As difficult as it is to endure a friendship ending, it can be just as difficult to maintain and make new friendships, especially as we get older. Though it seems like friendship is something that should come naturally to us, it is actually the opposite. From an evolutionary standpoint, it makes more sense for survival to prioritize avoiding an enemy over making a friend. This doesn’t mean that making new friends is impossible, though. One thing to remember when navigating friendships is that the two main keys to friendship are intimacy and reciprocation.
Intimacy primarily consists of being yourself and allowing yourself to be seen and understood by others, also known as vulnerability. Author and research professor Brené Brown’s TED Talks, Listening to Shame and The Power of Vulnerability, are a great place to start for more information on this.
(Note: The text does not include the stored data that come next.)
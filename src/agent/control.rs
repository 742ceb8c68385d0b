//! The decision state machine
//!
//! `Scan → Select → Perform → AwaitReward → Scan`, driven entirely by
//! simulator events. Each event is processed to completion; waiting for a
//! reward is a state, never a blocking call.

use std::marker::PhantomData;

use rand::{Rng, SeedableRng, rngs::StdRng};
use tracing::{debug, info, warn};

use crate::{
    Result,
    agent::{
        ActionSet, AgentConfig, BackupTrigger, CardinalAction, Mode, PlanContext, RewardSchedule,
        SurfAction,
        statistics::{AgentStatistics, StatisticsWindow},
    },
    error::Error,
    geometry::{Arena, WallSmoothing, normal_relative_angle},
    ports::ValueFunction,
    q_learning::{LookupTable, StateActionKey, TdParams, back_step},
    quantizer::{KeySpace, RelativeEncoder, StateEncoder, SurfEncoder},
    types::{Command, Observation, RewardEvent},
    waves::{Kinematics, WaveTracker},
};

fn build_rng(seed: Option<u64>) -> StdRng {
    if let Some(seed) = seed {
        StdRng::seed_from_u64(seed)
    } else {
        StdRng::from_rng(&mut rand::rng())
    }
}

fn check_arena(expected: Arena, actual: Arena) -> Result<()> {
    if actual != expected {
        return Err(Error::ArenaMismatch {
            expected_width: expected.width,
            expected_height: expected.height,
            actual_width: actual.width,
            actual_height: actual.height,
        });
    }
    Ok(())
}

/// Outcome of one greedy/exploratory selection.
#[derive(Debug, Clone, PartialEq)]
pub struct Selection {
    /// Ordinal of the action taken
    pub action: usize,
    /// Ordinal of the greedy action, after tie-breaking
    pub greedy: usize,
    pub max_q: f64,
    pub explored: bool,
}

/// Pick the best of `values`, breaking exact ties uniformly at random.
///
/// The k-th action found tied with the running best replaces it with
/// probability `1/k`, so every member of a tie is equally likely.
pub fn select_greedy<R: Rng>(values: &[f64], rng: &mut R) -> Option<(usize, f64)> {
    let mut best: Option<(usize, f64)> = None;
    let mut ties = 0u32;
    for (index, &value) in values.iter().enumerate() {
        match best {
            Some((_, max)) if value < max => {}
            Some((_, max)) if value == max => {
                ties += 1;
                if rng.random_range(0..ties) == 0 {
                    best = Some((index, value));
                }
            }
            _ => {
                best = Some((index, value));
                ties = 1;
            }
        }
    }
    best
}

/// Back-up inputs captured at selection time.
#[derive(Debug, Clone, PartialEq)]
struct Pending {
    key: StateActionKey,
    previous_q: f64,
    current_q: f64,
}

/// Online Q-learning controller.
///
/// Generic over the action set, the state encoder and the value function so
/// the same machine drives both the cardinal and the wave-surfing agents and
/// can read its estimates from a table or a network.
pub struct ControlLoop<A: ActionSet, E: StateEncoder, V: ValueFunction> {
    config: AgentConfig,
    td: TdParams,
    rewards: RewardSchedule,
    encoder: E,
    values: V,
    waves: WaveTracker,
    smoothing: WallSmoothing,
    rng: StdRng,
    mode: Mode,
    candidates: Vec<StateActionKey>,
    selected: Option<A>,
    pending: Option<Pending>,
    accumulated_reward: f64,
    statistics: AgentStatistics,
    _actions: PhantomData<A>,
}

/// Five-action agent on the relative encoder.
pub type CardinalAgent<V = LookupTable> = ControlLoop<CardinalAction, RelativeEncoder, V>;

/// Four-action wave-surfing agent on the surf encoder.
pub type SurfAgent<V = LookupTable> = ControlLoop<SurfAction, SurfEncoder, V>;

impl<A: ActionSet, E: StateEncoder, V: ValueFunction> ControlLoop<A, E, V> {
    pub fn new(config: AgentConfig, encoder: E, values: V) -> Result<Self> {
        config.validate()?;
        if A::ALL.is_empty() {
            return Err(Error::invalid_config("action set is empty"));
        }
        check_arena(config.arena, encoder.arena())?;
        Ok(Self {
            td: config.td_params(),
            rewards: RewardSchedule {
                scale: config.reward_scale,
                terminal_only: config.terminal_reward_only,
                gun_power: config.gun_power,
            },
            encoder,
            values,
            waves: WaveTracker::new(),
            smoothing: WallSmoothing::new(config.arena),
            rng: build_rng(config.seed),
            mode: Mode::Scan,
            candidates: Vec::with_capacity(A::ALL.len()),
            selected: None,
            pending: None,
            accumulated_reward: 0.0,
            statistics: AgentStatistics::new(config.sample_window),
            _actions: PhantomData,
            config,
        })
    }

    /// Fail fast when the simulator's arena differs from the configured one.
    pub fn start(&mut self, arena: Arena) -> Result<()> {
        check_arena(self.config.arena, arena)?;
        self.transition(Mode::Scan);
        info!(
            encoder = self.encoder.name(),
            values = self.values.name(),
            actions = A::ALL.len(),
            "agent started"
        );
        Ok(())
    }

    /// Handle one scan. Returns the commands to execute this tick.
    pub fn on_observation(&mut self, observation: &Observation) -> Result<Vec<Command>> {
        let me = &observation.me;
        self.waves.observe(
            observation.time,
            Kinematics {
                location: me.location(),
                velocity: me.velocity,
                heading: me.heading,
            },
            observation.opponent.bearing,
            observation.opponent.distance,
            observation.opponent.energy,
        );

        // Keep the radar locked on the opponent.
        let mut commands = vec![Command::TurnRadar {
            radians: normal_relative_angle(observation.absolute_bearing() - me.radar_heading)
                * 2.0,
        }];

        if self.mode != Mode::Scan {
            return Ok(commands);
        }

        self.scan(observation);
        let action = self.select()?;
        commands.extend(self.perform(action, observation));
        Ok(commands)
    }

    /// Handle a reward-bearing event.
    pub fn on_event(&mut self, event: RewardEvent) -> Result<()> {
        let reward = self.rewards.reward(&event);
        self.statistics.record_event(&event, reward);

        if let RewardEvent::HitByBullet { power, location } = event {
            self.waves.on_hit(power, location);
        }

        if event.is_terminal() {
            return self.on_terminal(event, reward);
        }

        match self.config.backup_trigger {
            BackupTrigger::OnReward => {
                if self.mode == Mode::AwaitReward {
                    self.backup(reward, None)?;
                } else {
                    self.anomaly(&event);
                }
                self.transition(Mode::Scan);
            }
            BackupTrigger::OnNextDecision => {
                self.accumulated_reward += reward;
            }
        }
        Ok(())
    }

    fn on_terminal(&mut self, event: RewardEvent, reward: f64) -> Result<()> {
        let awaiting = match self.config.backup_trigger {
            BackupTrigger::OnReward => self.mode == Mode::AwaitReward,
            BackupTrigger::OnNextDecision => self.pending.is_some(),
        };

        if awaiting {
            let total = reward + std::mem::take(&mut self.accumulated_reward);
            // No successor state: the bootstrap is dropped.
            self.backup(total, Some(0.0))?;
        } else if matches!(event, RewardEvent::RoundEnd { .. }) {
            debug!(mode = %self.mode, "round ended with no pending back-up");
        } else {
            self.anomaly(&event);
        }

        self.pending = None;
        self.accumulated_reward = 0.0;
        self.transition(Mode::Scan);
        Ok(())
    }

    /// Close the round: forget waves and pending state, roll statistics.
    ///
    /// Returns the statistics window this round completed, if any.
    pub fn end_episode(&mut self) -> Option<StatisticsWindow> {
        let round = self.statistics.current_round().clone();
        info!(
            round = self.statistics.rounds_played() + 1,
            won = round.won,
            back_steps = round.back_steps,
            reward = round.reward_sum,
            anomalies = round.anomalies,
            "round finished"
        );

        self.waves.reset_round();
        self.pending = None;
        self.selected = None;
        self.candidates.clear();
        self.accumulated_reward = 0.0;
        self.transition(Mode::Scan);

        let window = self.statistics.end_round();
        if let Some(window) = &window {
            info!(
                window = window.index,
                win_rate = window.win_rate,
                mean_td_error = window.mean_td_error,
                mean_reward = window.mean_reward,
                "statistics window complete"
            );
        }
        window
    }

    fn scan(&mut self, observation: &Observation) {
        let state = self.encoder.encode(observation, &self.waves);
        self.candidates.clear();
        self.candidates
            .extend(A::ALL.iter().map(|action| state.with_action(action.ordinal())));
        self.transition(Mode::Select);
    }

    fn select(&mut self) -> Result<A> {
        let values: Vec<f64> = self
            .candidates
            .iter()
            .map(|key| self.values.value_of(key))
            .collect();
        let selection = self.choose(&values)?;

        let taken_q = values[selection.action];
        let current_q = if self.config.on_policy {
            taken_q
        } else {
            selection.max_q
        };

        if self.config.backup_trigger == BackupTrigger::OnNextDecision && self.pending.is_some() {
            let reward = std::mem::take(&mut self.accumulated_reward);
            self.backup(reward, Some(current_q))?;
        }

        let action = A::from_ordinal(selection.action).ok_or_else(|| Error::KeyOutOfRange {
            key: format!("action ordinal {}", selection.action),
        })?;
        self.pending = Some(Pending {
            key: self.candidates[selection.action].clone(),
            previous_q: taken_q,
            current_q,
        });
        self.selected = Some(action);
        debug!(
            action = action.name(),
            max_q = selection.max_q,
            explored = selection.explored,
            "action selected"
        );
        self.transition(Mode::Perform);
        Ok(action)
    }

    fn choose(&mut self, values: &[f64]) -> Result<Selection> {
        let (greedy, max_q) = select_greedy(values, &mut self.rng).ok_or_else(|| {
            Error::DimensionMismatch {
                what: "candidate actions",
                expected: A::ALL.len(),
                got: 0,
            }
        })?;
        let explored = self.config.epsilon > 0.0 && self.rng.random::<f64>() < self.config.epsilon;
        let action = if explored {
            self.rng.random_range(0..values.len())
        } else {
            greedy
        };
        Ok(Selection {
            action,
            greedy,
            max_q,
            explored,
        })
    }

    fn perform(&mut self, action: A, observation: &Observation) -> Vec<Command> {
        let commands = action.plan(&PlanContext {
            observation,
            config: &self.config,
            waves: &self.waves,
            smoothing: &self.smoothing,
        });
        let next = match self.config.backup_trigger {
            BackupTrigger::OnReward => Mode::AwaitReward,
            BackupTrigger::OnNextDecision => Mode::Scan,
        };
        self.transition(next);
        commands
    }

    /// Run the back-step for the pending selection.
    ///
    /// `current_q` overrides the bootstrap captured at selection time.
    fn backup(&mut self, reward: f64, current_q: Option<f64>) -> Result<()> {
        let Some(pending) = self.pending.take() else {
            return Ok(());
        };
        if !self.config.learning {
            return Ok(());
        }
        let current_q = current_q.unwrap_or(pending.current_q);
        let error = back_step(
            &mut self.values,
            &self.td,
            &pending.key,
            pending.previous_q,
            current_q,
            reward,
        )?;
        self.statistics.record_back_step(error);
        Ok(())
    }

    fn anomaly(&mut self, event: &RewardEvent) {
        warn!(event = event.name(), mode = %self.mode, "reward event outside await_reward");
        self.statistics.record_anomaly();
    }

    fn transition(&mut self, next: Mode) {
        if self.mode != next {
            debug!(from = %self.mode, to = %next, "mode transition");
            self.mode = next;
        }
    }

    pub fn mode(&self) -> Mode {
        self.mode
    }

    pub fn config(&self) -> &AgentConfig {
        &self.config
    }

    pub fn selected_action(&self) -> Option<A> {
        self.selected
    }

    /// Keys built at the last scan, one per action in ordinal order.
    pub fn candidate_keys(&self) -> &[StateActionKey] {
        &self.candidates
    }

    pub fn values(&self) -> &V {
        &self.values
    }

    pub fn values_mut(&mut self) -> &mut V {
        &mut self.values
    }

    pub fn into_values(self) -> V {
        self.values
    }

    pub fn waves(&self) -> &WaveTracker {
        &self.waves
    }

    pub fn statistics(&self) -> &AgentStatistics {
        &self.statistics
    }

    /// Key space of state-action keys this agent produces.
    pub fn key_space(&self) -> KeySpace {
        self.encoder.key_space().with_actions(A::ALL.len())
    }
}

#[cfg(test)]
mod tests {
    use super::*;

    #[test]
    fn test_select_greedy_picks_strict_maximum() {
        let mut rng = StdRng::seed_from_u64(1);
        assert_eq!(select_greedy(&[0.1, 0.7, -2.0], &mut rng), Some((1, 0.7)));
        assert_eq!(select_greedy(&[], &mut rng), None);
    }

    #[test]
    fn test_select_greedy_breaks_ties_among_maxima_only() {
        let mut rng = StdRng::seed_from_u64(3);
        let mut seen = [0usize; 4];
        for _ in 0..400 {
            let (index, value) = select_greedy(&[1.0, 5.0, 2.0, 5.0], &mut rng).unwrap();
            assert_eq!(value, 5.0);
            seen[index] += 1;
        }
        assert_eq!(seen[0] + seen[2], 0);
        assert!(seen[1] > 100 && seen[3] > 100);
    }
}
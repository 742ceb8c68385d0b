//! Table command - summarise and convert saved lookup tables

use std::{collections::BTreeMap, path::PathBuf};

use anyhow::Result;
use clap::Parser;
use statrs::statistics::Statistics;

use crate::{
    cli::{
        commands::{KeySpaceSource, load_table, resolve_key_space, save_table},
        config::{QuantizerFile, load_or_default},
        output::{format_number, print_kv, print_section, print_subsection, print_stats_table},
    },
    q_learning::LookupTable,
};

#[derive(Parser, Debug)]
#[command(about = "Summarise a saved lookup table")]
pub struct TableArgs {
    /// Saved table (`.csv`, otherwise MessagePack)
    pub table: PathBuf,

    /// Key ranges the table is checked against while loading
    #[arg(long, value_enum, default_value = "observed")]
    pub key_space: KeySpaceSource,

    /// JSON file with a `quantizer` section for declared key spaces
    #[arg(long)]
    pub quantizer: Option<PathBuf>,

    /// Write the table here, converting format by extension
    #[arg(long)]
    pub convert: Option<PathBuf>,

    /// Print the highest-valued entries
    #[arg(long, default_value_t = 0)]
    pub top: usize,
}

/// Entry count per trailing (action) component.
fn entries_per_action(table: &LookupTable) -> BTreeMap<i32, usize> {
    let mut counts = BTreeMap::new();
    for (key, _) in table.entries() {
        if let Some(action) = key.action() {
            *counts.entry(action).or_insert(0) += 1;
        }
    }
    counts
}

pub fn execute(args: TableArgs) -> Result<()> {
    let quantizer: QuantizerFile = load_or_default(args.quantizer.as_deref())?;
    let declared = args.key_space.declared(&quantizer.quantizer)?;
    let table = load_table(&args.table, declared.as_ref())?;

    print_section("Lookup Table");
    print_kv("File", &args.table.display().to_string());
    print_kv("Entries", &format_number(table.len()));
    if table.is_empty() {
        return Ok(());
    }

    let key_space = resolve_key_space(declared, &table)?;
    let values: Vec<f64> = table.entries().map(|(_, value)| value).collect();
    let (lo, hi) = table.value_range().unwrap_or_default();
    let coverage = table.len() as f64 / key_space.cardinality().max(1) as f64;
    print_stats_table(&[
        ("Key arity", key_space.arity().to_string()),
        ("Key space size", key_space.cardinality().to_string()),
        ("Coverage", format!("{:.2}%", coverage * 100.0)),
        ("Min value", format!("{lo:.4}")),
        ("Max value", format!("{hi:.4}")),
        ("Mean value", format!("{:.4}", values.iter().mean())),
        ("Std dev", format!("{:.4}", values.iter().std_dev())),
    ]);

    print_subsection("Key Ranges");
    for (index, bounds) in key_space.dimensions().iter().enumerate() {
        print_kv(
            &format!("k{index}"),
            &format!("[{}, {}]", bounds.floor, bounds.ceiling),
        );
    }

    print_subsection("Entries per Action");
    for (action, count) in entries_per_action(&table) {
        print_kv(&format!("action {action}"), &format_number(count));
    }

    if args.top > 0 {
        print_subsection("Top Entries");
        let mut ranked = table.sorted_entries();
        ranked.sort_by(|a, b| b.1.total_cmp(&a.1));
        for (key, value) in ranked.into_iter().take(args.top) {
            print_kv(&key.to_string(), &format!("{value:.4}"));
        }
    }

    if let Some(path) = &args.convert {
        save_table(&table, path)?;
        println!("\nWrote {} entries to {}", table.len(), path.display());
    }

    Ok(())
}
//! Ports (trait boundaries) for external dependencies.
//!
//! The learning core owns these traits; storage formats, approximators and
//! training feedback are adapters that implement them.

pub mod observer;
pub mod repository;
pub mod value_function;

pub use observer::EpochObserver;
pub use repository::TableRepository;
pub use value_function::ValueFunction;
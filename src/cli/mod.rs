//! CLI infrastructure for the arena-rl toolkit
//!
//! This module provides the command-line interface for training networks,
//! distilling learned tables into networks, and inspecting saved tables.

pub mod commands;
pub mod config;
pub mod output;
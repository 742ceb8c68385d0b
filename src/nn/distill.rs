//! Fitting a network to a learned lookup table

use tracing::info;

use crate::{
    Result,
    error::Error,
    nn::{NetworkConfig, NetworkValueFunction, NeuralNet, Sample, Trainer, TrainingReport},
    ports::EpochObserver,
    q_learning::LookupTable,
    quantizer::KeySpace,
};

/// Largest absolute stored value, or `1.0` for an empty or all-zero table.
pub fn value_scale_for(table: &LookupTable) -> f64 {
    match table.value_range() {
        Some((lo, hi)) if lo.abs().max(hi.abs()) > 0.0 => lo.abs().max(hi.abs()),
        _ => 1.0,
    }
}

/// One regression sample per table entry, in key order.
///
/// Inputs are the key normalised by `key_space`; targets are the value
/// divided by `value_scale` and clamped to `range`.
pub fn distill_samples(
    table: &LookupTable,
    key_space: &KeySpace,
    value_scale: f64,
    range: (f64, f64),
) -> Result<Vec<Sample>> {
    table.check_key_space(key_space)?;
    table
        .sorted_entries()
        .into_iter()
        .map(|(key, value)| {
            let input = key_space.normalize(key.components())?;
            let target = (value / value_scale).clamp(range.0, range.1);
            Ok(Sample::new(input, vec![target]))
        })
        .collect()
}

/// Train a fresh network on `table` and wrap it as a value function.
pub fn distill(
    table: &LookupTable,
    key_space: &KeySpace,
    network: NetworkConfig,
    trainer: &Trainer,
    observers: &mut [&mut dyn EpochObserver],
) -> Result<(NetworkValueFunction, TrainingReport)> {
    if table.is_empty() {
        return Err(Error::invalid_config("cannot distill an empty lookup table"));
    }
    if network.inputs != key_space.arity() || network.outputs != 1 {
        return Err(Error::invalid_config(format!(
            "distillation needs a {}-input single-output network, got {}-{}-{}",
            key_space.arity(),
            network.inputs,
            network.hidden,
            network.outputs
        )));
    }

    let value_scale = value_scale_for(table);
    let samples = distill_samples(table, key_space, value_scale, network.activation.range())?;
    let mut net = NeuralNet::new(network)?;
    let report = trainer.fit_with_observers(&mut net, &samples, observers)?;
    info!(
        samples = samples.len(),
        value_scale,
        converged = report.converged,
        "distilled lookup table"
    );

    let values = NetworkValueFunction::new(net, key_space.clone(), value_scale)?;
    Ok((values, report))
}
More than liking someone’s post on social media, reciprocation refers to true give and take and being there for one another as much as possible. If you can make room for intimacy and reciprocity in your friendships, it’ll be that much easier to make and maintain them.
Just like it takes time to heal from romantic breakups, getting over friendship breakups is just as painful, if not more because we don’t always expect them. When going through a friendship breakup, taking time to grieve the relationship is important. It’s also the best time to decide which friendships aren’t worth keeping and which ones are worth the effort – or maybe even need more of your attention. One friendship breakup doesn’t mean you’re not worthy of other meaningful and healthy relationships.